» Task objective
Among the lines of the entries below, count those containing the word "RequestBuilder" and answer with the number only.
── Input ──
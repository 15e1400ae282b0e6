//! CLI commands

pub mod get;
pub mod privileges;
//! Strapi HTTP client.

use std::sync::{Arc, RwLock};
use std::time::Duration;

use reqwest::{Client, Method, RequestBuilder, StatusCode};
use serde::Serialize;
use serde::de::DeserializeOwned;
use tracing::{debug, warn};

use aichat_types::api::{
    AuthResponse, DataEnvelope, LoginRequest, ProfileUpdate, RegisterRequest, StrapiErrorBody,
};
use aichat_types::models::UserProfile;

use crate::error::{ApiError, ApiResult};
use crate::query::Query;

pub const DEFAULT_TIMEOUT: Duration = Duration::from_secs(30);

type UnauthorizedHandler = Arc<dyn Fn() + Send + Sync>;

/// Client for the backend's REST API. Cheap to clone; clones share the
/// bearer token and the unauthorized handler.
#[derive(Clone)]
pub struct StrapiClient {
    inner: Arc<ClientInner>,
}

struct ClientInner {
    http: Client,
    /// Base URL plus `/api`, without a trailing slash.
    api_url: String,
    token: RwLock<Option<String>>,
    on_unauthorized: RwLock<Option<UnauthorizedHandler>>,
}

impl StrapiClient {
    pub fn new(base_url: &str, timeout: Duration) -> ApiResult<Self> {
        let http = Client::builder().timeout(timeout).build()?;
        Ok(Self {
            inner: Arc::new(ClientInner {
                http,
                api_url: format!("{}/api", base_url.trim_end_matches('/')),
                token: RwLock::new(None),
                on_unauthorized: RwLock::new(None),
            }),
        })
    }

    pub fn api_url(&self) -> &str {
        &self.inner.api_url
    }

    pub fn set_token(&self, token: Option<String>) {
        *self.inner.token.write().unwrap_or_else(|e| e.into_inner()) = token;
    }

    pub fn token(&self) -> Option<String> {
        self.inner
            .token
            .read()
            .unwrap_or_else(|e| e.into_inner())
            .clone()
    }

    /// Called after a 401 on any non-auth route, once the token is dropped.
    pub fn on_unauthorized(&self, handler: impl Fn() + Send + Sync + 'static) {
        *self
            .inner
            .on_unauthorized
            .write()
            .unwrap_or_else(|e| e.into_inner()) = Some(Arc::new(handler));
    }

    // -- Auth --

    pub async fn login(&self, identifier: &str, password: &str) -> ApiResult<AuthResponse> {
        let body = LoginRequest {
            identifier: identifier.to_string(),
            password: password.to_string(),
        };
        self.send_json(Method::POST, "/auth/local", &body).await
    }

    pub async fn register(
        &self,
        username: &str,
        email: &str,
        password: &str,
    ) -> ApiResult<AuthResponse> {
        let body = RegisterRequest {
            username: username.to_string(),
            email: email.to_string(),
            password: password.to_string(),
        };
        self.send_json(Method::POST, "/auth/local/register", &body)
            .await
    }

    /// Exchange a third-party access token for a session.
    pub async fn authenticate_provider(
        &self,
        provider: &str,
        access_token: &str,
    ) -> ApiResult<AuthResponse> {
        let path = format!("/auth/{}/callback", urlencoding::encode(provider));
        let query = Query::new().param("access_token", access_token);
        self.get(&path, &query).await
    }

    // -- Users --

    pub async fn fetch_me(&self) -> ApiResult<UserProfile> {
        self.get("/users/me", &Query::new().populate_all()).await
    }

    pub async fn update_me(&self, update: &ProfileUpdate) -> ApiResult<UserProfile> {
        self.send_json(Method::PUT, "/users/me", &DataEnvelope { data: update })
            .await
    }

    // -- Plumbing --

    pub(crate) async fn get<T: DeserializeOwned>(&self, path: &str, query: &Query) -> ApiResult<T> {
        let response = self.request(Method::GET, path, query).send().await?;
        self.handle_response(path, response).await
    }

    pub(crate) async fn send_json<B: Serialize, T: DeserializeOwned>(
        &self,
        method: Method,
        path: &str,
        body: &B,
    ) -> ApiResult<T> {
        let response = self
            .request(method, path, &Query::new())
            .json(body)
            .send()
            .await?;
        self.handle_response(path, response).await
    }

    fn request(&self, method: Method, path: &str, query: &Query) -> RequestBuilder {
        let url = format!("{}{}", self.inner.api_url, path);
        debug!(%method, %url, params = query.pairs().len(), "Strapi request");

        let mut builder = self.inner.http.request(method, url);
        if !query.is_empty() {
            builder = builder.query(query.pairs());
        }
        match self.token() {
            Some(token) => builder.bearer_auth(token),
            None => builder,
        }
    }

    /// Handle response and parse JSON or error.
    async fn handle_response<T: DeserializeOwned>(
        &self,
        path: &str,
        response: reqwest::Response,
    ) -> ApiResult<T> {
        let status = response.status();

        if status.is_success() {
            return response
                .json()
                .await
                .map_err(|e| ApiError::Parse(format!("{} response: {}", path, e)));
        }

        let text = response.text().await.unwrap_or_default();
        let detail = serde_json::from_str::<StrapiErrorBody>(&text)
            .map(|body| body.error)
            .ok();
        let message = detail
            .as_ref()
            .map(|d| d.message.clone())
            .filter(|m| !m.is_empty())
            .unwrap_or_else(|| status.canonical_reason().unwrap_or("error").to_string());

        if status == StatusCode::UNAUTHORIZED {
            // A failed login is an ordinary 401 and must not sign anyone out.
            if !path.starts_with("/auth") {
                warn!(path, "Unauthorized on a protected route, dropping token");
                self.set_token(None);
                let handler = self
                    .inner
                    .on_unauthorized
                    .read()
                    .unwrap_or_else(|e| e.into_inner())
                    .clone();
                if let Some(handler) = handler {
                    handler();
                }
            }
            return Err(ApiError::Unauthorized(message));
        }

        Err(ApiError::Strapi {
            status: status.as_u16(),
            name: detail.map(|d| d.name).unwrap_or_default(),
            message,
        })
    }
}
───
── Input ──
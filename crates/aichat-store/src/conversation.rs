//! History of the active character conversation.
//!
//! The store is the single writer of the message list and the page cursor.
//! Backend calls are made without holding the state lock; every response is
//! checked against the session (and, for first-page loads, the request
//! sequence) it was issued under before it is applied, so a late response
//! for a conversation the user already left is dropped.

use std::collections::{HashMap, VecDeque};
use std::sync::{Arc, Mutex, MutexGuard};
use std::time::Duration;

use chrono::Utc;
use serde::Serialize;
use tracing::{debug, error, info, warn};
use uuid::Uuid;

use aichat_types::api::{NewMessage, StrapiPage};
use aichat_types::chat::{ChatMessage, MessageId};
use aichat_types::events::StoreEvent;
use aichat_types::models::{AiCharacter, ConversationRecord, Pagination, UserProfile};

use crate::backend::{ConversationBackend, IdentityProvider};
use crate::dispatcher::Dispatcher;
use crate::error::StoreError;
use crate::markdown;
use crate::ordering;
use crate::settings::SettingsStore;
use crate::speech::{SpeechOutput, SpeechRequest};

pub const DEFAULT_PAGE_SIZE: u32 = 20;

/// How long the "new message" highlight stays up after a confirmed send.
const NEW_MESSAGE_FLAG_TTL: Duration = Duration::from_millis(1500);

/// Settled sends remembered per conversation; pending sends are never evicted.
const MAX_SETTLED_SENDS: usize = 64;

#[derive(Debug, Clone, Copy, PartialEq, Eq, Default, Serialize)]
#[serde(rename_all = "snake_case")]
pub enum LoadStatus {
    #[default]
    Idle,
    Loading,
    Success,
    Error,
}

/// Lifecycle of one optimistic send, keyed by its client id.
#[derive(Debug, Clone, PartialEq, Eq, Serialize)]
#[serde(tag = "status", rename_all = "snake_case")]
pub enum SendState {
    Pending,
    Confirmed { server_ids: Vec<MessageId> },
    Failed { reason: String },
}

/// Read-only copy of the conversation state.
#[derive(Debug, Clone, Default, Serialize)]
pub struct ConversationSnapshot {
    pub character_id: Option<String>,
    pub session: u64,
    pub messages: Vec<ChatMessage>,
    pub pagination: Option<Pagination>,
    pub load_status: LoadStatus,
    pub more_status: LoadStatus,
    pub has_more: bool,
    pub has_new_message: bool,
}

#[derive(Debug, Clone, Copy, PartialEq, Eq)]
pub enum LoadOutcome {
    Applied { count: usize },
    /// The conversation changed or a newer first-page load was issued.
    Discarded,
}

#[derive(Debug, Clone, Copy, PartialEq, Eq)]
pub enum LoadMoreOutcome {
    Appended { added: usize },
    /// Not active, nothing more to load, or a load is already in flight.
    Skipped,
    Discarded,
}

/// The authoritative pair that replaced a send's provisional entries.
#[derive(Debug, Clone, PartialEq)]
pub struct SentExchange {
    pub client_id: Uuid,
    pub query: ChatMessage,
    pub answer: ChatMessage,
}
───
» Exercise result
2